ABSTRACT

Since 2007, Sydney’s White Rabbit Collection has delivered a sustained sequence of game-changing exhibitions of contemporary Chinese arts. White Rabbit takes new departures in collecting, philanthropy and public engagement. It has forged new directions in representing the practices, values and paradoxes of Chinese cultural worlds. Notably, as an independent and privately funded body, it offers an alternative use of Chinese art in cultural diplomacy, one that frequently differs from images presented by both the People’s Republic of China (PRC) and in the Australian mainstream art world. White Rabbit often presents exhibitions different from official PRC-state-promoted cultural propaganda through its selection of politically banned artists, canon-expanding works or alternative presentations of Chinese identity. Its exhibitions have also confronted head-on the racism and ambivalence of white Australians and the Australian state towards Chinese people. White Rabbit’s 2016 ‘Vile Bodies’ exhibition alternately shocked, intrigued, disturbed and delighted visitors in their journeys through its astonishingly diverse purview. Its eclectic selections and uncomfortable juxtapositions confronted viewers’ sensibilities, sometimes at a visceral level, and challenged essentialist notions of ‘Chinese art’, ‘Chinese visual culture’ or even assumptions of a ‘Chineseness’ of cultural identity. ‘The Dark Matters’ of 2017 expanded on this curatorial reach, presenting rich statements of independent creative invention that continue to challenge monodimensional constructs of aesthetic or cultural identity.
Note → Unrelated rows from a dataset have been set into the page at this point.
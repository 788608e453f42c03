//! The list and auto-recode actions.
//!
//! Both walk the target selected by the context and report one line per
//! file. A file that fails is reported `[SKIPPED]` and counted; it never
//! aborts the run. Directory runs end with a summary.

use std::fs;
use std::path::Path;

use optdispatch_core::DispatchError;
use tracing::{debug, info};

use crate::context::RecodeContext;
use crate::encoding::{Newline, TextEncoding, describe_newlines};
use crate::error::{RecodeError, Result};
use crate::files::{FileFilter, collect_files};
use crate::rewrite::atomic_write;

/// What happened to one file during auto recoding.
#[derive(Debug, Clone, PartialEq, Eq)]
pub enum FileOutcome {
    /// Rewritten from `from` into the target encoding.
    Recoded {
        from: TextEncoding,
        newlines: Vec<Newline>,
    },
    /// Already in the target encoding with the requested newlines.
    Unchanged,
    /// Detected encoding is not one of the sources.
    NotSource(TextEncoding),
}

/// Prints the encoding of every selected file.
pub fn list(ctx: &mut RecodeContext) -> optdispatch_core::Result<()> {
    let filter = file_filter(ctx)?;
    let single = ctx.path.is_file();

    for file in collect_files(&ctx.path, ctx.recursive, &filter) {
        match ctx.source_encoding(&file) {
            Ok(encoding) => {
                println!("{encoding} - {}", file.display());
                ctx.tally.record(encoding.name());
            }
            Err(err) => {
                debug!(path = %file.display(), %err, "detection failed");
                println!("[SKIPPED] {}", file.display());
                ctx.tally.skip();
            }
        }
    }

    if !single {
        println!();
        print!("{}", ctx.tally.render());
    }
    Ok(())
}

/// Converts every selected file whose encoding is in `sources` into the
/// target encoding.
pub fn auto(ctx: &mut RecodeContext, sources: &[TextEncoding]) -> optdispatch_core::Result<()> {
    let filter = file_filter(ctx)?;
    let single = ctx.path.is_file();
    let to = ctx.to_encoding;
    info!(target_encoding = %to, sources = ?sources, path = %ctx.path.display(), "auto recode");

    for file in collect_files(&ctx.path, ctx.recursive, &filter) {
        match recode_file(ctx, &file, sources) {
            Ok(FileOutcome::Recoded { from, newlines }) => {
                if from == to {
                    let target = ctx.newline.map_or("NONE", Newline::as_str);
                    println!("[{} -> {target}] - {}", describe_newlines(&newlines), file.display());
                } else {
                    println!("{from} -> {to} - {}", file.display());
                }
                ctx.tally.record(from.name());
            }
            Ok(FileOutcome::Unchanged) => {
                println!("[SKIPPED] {}", file.display());
                ctx.tally.skip();
            }
            Ok(FileOutcome::NotSource(encoding)) => {
                if single {
                    println!("encoding \"{encoding}\" is not in from encodings.");
                    println!("nothing to do.");
                }
            }
            Err(err) => {
                debug!(path = %file.display(), %err, "recode failed");
                println!("[SKIPPED] {} ({err})", file.display());
                ctx.tally.skip();
            }
        }
    }

    if !single {
        println!();
        println!("Recode to: {to}");
        print!("{}", ctx.tally.render());
    }
    Ok(())
}

/// Rewrites `file` into the context's target encoding and newline style.
///
/// A file already in the target encoding is rewritten only when its
/// newlines differ from the requested ones. Otherwise the file must be in
/// one of `sources`.
pub fn recode_file(
    ctx: &RecodeContext,
    file: &Path,
    sources: &[TextEncoding],
) -> Result<FileOutcome> {
    let from = ctx.source_encoding(file)?;
    let to = ctx.to_encoding;
    if from != to && !sources.contains(&from) {
        return Ok(FileOutcome::NotSource(from));
    }

    let text = from.decode(&fs::read(file)?)?;
    let newlines = Newline::detect(&text);
    let reformat = ctx
        .newline
        .filter(|target| newlines.iter().any(|found| found != target));
    if from == to && reformat.is_none() {
        return Ok(FileOutcome::Unchanged);
    }

    let text = match reformat {
        Some(target) => target.apply(&text),
        None => text,
    };
    atomic_write(file, &to.encode(&text)?)?;
    Ok(FileOutcome::Recoded { from, newlines })
}

fn file_filter(ctx: &RecodeContext) -> optdispatch_core::Result<FileFilter> {
    ctx.filter().map_err(|err| match err {
        RecodeError::Pattern { pattern, .. } => DispatchError::InvalidArgument(pattern),
        other => DispatchError::InvalidArgument(other.to_string()),
    })
}

#[cfg(test)]
mod tests {
    use super::*;

    fn ctx_for(path: &Path) -> RecodeContext {
        RecodeContext {
            path: path.to_path_buf(),
            ..Default::default()
        }
    }

    #[test]
    fn test_recode_gbk_to_utf8() {
        let dir = tempfile::tempdir().unwrap();
        let path = dir.path().join("zh.txt");
        let gbk = TextEncoding::for_label("gbk").unwrap();
        fs::write(&path, gbk.encode("中文内容").unwrap()).unwrap();

        let mut ctx = ctx_for(&path);
        ctx.from_encoding = Some(gbk);
        let outcome = recode_file(&ctx, &path, &[gbk]).unwrap();

        assert!(matches!(outcome, FileOutcome::Recoded { from, .. } if from == gbk));
        assert_eq!(fs::read_to_string(&path).unwrap(), "中文内容");
    }

    #[test]
    fn test_target_encoding_file_is_unchanged() {
        let dir = tempfile::tempdir().unwrap();
        let path = dir.path().join("u.txt");
        fs::write(&path, "already utf-8\n").unwrap();

        let ctx = ctx_for(&path);
        assert_eq!(recode_file(&ctx, &path, &[]).unwrap(), FileOutcome::Unchanged);
    }

    #[test]
    fn test_newline_only_reformat() {
        let dir = tempfile::tempdir().unwrap();
        let path = dir.path().join("crlf.txt");
        fs::write(&path, "a\r\nb\r\n").unwrap();

        let mut ctx = ctx_for(&path);
        ctx.newline = Some(Newline::Lf);
        let outcome = recode_file(&ctx, &path, &[]).unwrap();

        assert_eq!(
            outcome,
            FileOutcome::Recoded {
                from: TextEncoding::utf8(),
                newlines: vec![Newline::CrLf],
            }
        );
        assert_eq!(fs::read_to_string(&path).unwrap(), "a\nb\n");
    }

    #[test]
    fn test_non_source_file_is_left_alone() {
        let dir = tempfile::tempdir().unwrap();
        let path = dir.path().join("sig.txt");
        fs::write(&path, b"\xEF\xBB\xBFbom").unwrap();

        let gbk = TextEncoding::for_label("gbk").unwrap();
        let ctx = ctx_for(&path);
        assert_eq!(
            recode_file(&ctx, &path, &[gbk]).unwrap(),
            FileOutcome::NotSource(TextEncoding::Utf8Sig)
        );
        assert_eq!(fs::read(&path).unwrap(), b"\xEF\xBB\xBFbom");
    }

    #[test]
    fn test_auto_over_directory_counts_results() {
        let dir = tempfile::tempdir().unwrap();
        fs::write(dir.path().join("a.txt"), b"\xEF\xBB\xBFone").unwrap();
        fs::write(dir.path().join("b.txt"), "two").unwrap();
        fs::write(dir.path().join("c.txt"), b"\xEF\xBB\xBFthree").unwrap();

        let mut ctx = ctx_for(dir.path());
        let sources = ctx.default_sources.clone();
        auto(&mut ctx, &sources).unwrap();

        assert_eq!(ctx.tally.count("UTF-8-SIG"), 2);
        assert_eq!(ctx.tally.skipped(), 1);
        assert_eq!(fs::read(dir.path().join("a.txt")).unwrap(), b"one");
        assert_eq!(fs::read(dir.path().join("c.txt")).unwrap(), b"three");
    }

    #[test]
    fn test_list_records_each_file() {
        let dir = tempfile::tempdir().unwrap();
        fs::write(dir.path().join("a.txt"), "plain").unwrap();
        fs::write(dir.path().join("b.txt"), b"\xEF\xBB\xBFsig").unwrap();

        let mut ctx = ctx_for(dir.path());
        list(&mut ctx).unwrap();

        assert_eq!(ctx.tally.count("UTF-8"), 1);
        assert_eq!(ctx.tally.count("UTF-8-SIG"), 1);
        assert_eq!(ctx.tally.skipped(), 0);
    }

    #[test]
    fn test_list_honors_include_patterns() {
        let dir = tempfile::tempdir().unwrap();
        fs::write(dir.path().join("keep.txt"), "k").unwrap();
        fs::write(dir.path().join("drop.log"), "d").unwrap();

        let mut ctx = ctx_for(dir.path());
        ctx.include.push("*.txt".into());
        list(&mut ctx).unwrap();
        assert_eq!(ctx.tally.count("UTF-8"), 1);
    }

    #[test]
    fn test_bad_pattern_becomes_invalid_argument() {
        let mut ctx = ctx_for(Path::new("."));
        ctx.exclude.push("[".into());
        assert_eq!(
            list(&mut ctx).unwrap_err(),
            DispatchError::InvalidArgument("[".into())
        );
    }
}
Conversely, however, ‘The Dark Matters’ also invites deeper reflections on the relationships between contemporary aesthetic engagements and the enduring practices, ideals and sensibilities of China’s visual pasts. Shards of these cultural memories continue to inflect contemporary sensibilities, arts making and appreciations of Chinese creative engagements today. If these juxtapositions seem incongruous, illogical or discomfiting, they are also infectious. The attractions of Chinese visual phenomena, experienced through the unique amalgam of White Rabbit’s substantial collections and curatorial acumen, inform and challenge appreciations of Chinese cultural engagements today in Australia and beyond.